6 Clinical biochemistry and metabolism
Between 60 and 70% of all critical decisions taken in regard to patients in health-care systems in developed countries involve a laboratory service or result. This chapter describes disorders whose primary manifestation is in abnormalities of biochemistry laboratory results, or whose underlying pathophysiology involves disturbance in specific biochemical pathways. Discussion of diabetes mellitus and other endocrine disorders is to be found in Chapters 10 and 11.
WATER AND ELECTROLYTE DISTRIBUTION
In a typical adult male, the 40 litres of total body water (TBW) constitute ∼60% of the body weight. More than half is located inside cells (the intracellular fluid or ICF), while the remainder is in the extracellular fluid (ECF) compartment. Of the ECF, the plasma is itself a small fraction (some 3 litres), while the remainder is interstitial fluid within the tissues but outside the cells.
The dominant cation in the ICF is potassium, while in the ECF it is sodium (Fig. 6.1). Phosphates and negatively charged proteins constitute the major intracellular anions, while chloride and, to a lesser extent, bicarbonate dominate the ECF anions. An important difference between the plasma and interstitial ECF is that only plasma contains significant concentrations of protein.

Fig. 6.1 Normal distribution of body water and electrolytes. Schematic representation of volume (l = litres) and composition (dominant ionic species only shown) of the intracellular fluid (ICF) and extracellular fluid (ECF) in a 70 kg male. Total body water (TBW) = ∼60% of body weight. TBW = ICF + ECF = 40 litres. The main difference in composition between the plasma and interstitial fluid (ISF) is the presence of appreciable concentrations of protein in the plasma (not shown) but not the ISF. The sodium–potassium pump maintains the cation concentration difference between the ICF and ECF. The difference in protein content between the plasma and interstitial compartments is maintained by the permeability characteristics of the capillary wall.

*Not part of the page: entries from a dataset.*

pub mod client;
pub mod commands;
pub mod dispatch;

use clap::Parser;
use std::path::PathBuf;

#[derive(Parser, Debug)]
#[command(name = "crawl-orchestrator")]
#[command(version, about = "Browser-driven extraction workflows")]
#[command(
    long_about = "Runs extraction, login and multi-page crawl workflows on a shared Chrome instance"
)]
pub struct Cli {
    #[command(subcommand)]
    pub command: Option<commands::Command>,

    #[arg(long, global = true, help = "Output in JSON format")]
    pub json: bool,

    #[arg(short, long, global = true, help = "Enable verbose output")]
    pub verbose: bool,

    #[arg(long, global = true, help = "Path to config file")]
    pub config: Option<PathBuf>,

    #[arg(long, global = true, help = "Run Chrome in headless mode")]
    pub headless: Option<bool>,

    #[arg(long, global = true, help = "Path to Chrome executable")]
    pub chrome_path: Option<PathBuf>,

    #[arg(long, global = true, help = "Per-step timeout in milliseconds")]
    pub timeout: Option<u64>,

    #[arg(long, global = true, help = "Extraction service endpoint")]
    pub extractor_url: Option<String>,
}

impl Cli {
    pub fn with_env_context(mut self) -> Self {
        if self.headless.is_none() {
            self.headless = std::env::var("CRAWL_HEADLESS")
                .ok()
                .map(|v| v != "0" && v.to_lowercase() != "false");
        }

        self
    }
}

pub async fn run() -> crate::Result<()> {
    let cli = Cli::parse().with_env_context();

    let config = if let Some(config_path) = &cli.config {
        crate::config::Config::from_file(config_path)?
    } else {
        crate::config::Config::load()?
    };

    let overrides = crate::config::ConfigOverrides {
        headless: cli.headless,
        chrome_path: cli.chrome_path.clone(),
        step_timeout_ms: cli.timeout,
        extractor_endpoint: cli.extractor_url.clone(),
        json: Some(cli.json),
    };

    let config = config.load_with_overrides(overrides);
    config.validate()?;

    dispatch::dispatch(cli, config).await
}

The major force maintaining the difference in cation concentration between the ICF and ECF is the sodium–potassium pump (Na,K-activated ATPase) integral to all cell membranes. Maintenance of the cation gradients across cell membranes is essential for many cell processes, including the excitability of conducting tissues such as nerve and muscle. The difference in protein content between the plasma and the interstitial fluid compartment is maintained by the protein permeability barrier at the capillary wall. This protein concentration gradient contributes to the balance of forces across the capillary wall favouring fluid retention within the capillaries (the colloid osmotic, or oncotic, pressure of the plasma), thus maintaining an adequate circulating plasma volume.
INVESTIGATION OF WATER AND ELECTROLYTES
Because the blood consists of both intracellular (red cell) and extracellular (plasma) components, it is important to avoid haemolysis of the sample, which causes contamination of the plasma by intracellular elements, particularly potassium. Blood should not be drawn from an arm into which an i.v. infusion is being given, to avoid contamination by the infused fluid.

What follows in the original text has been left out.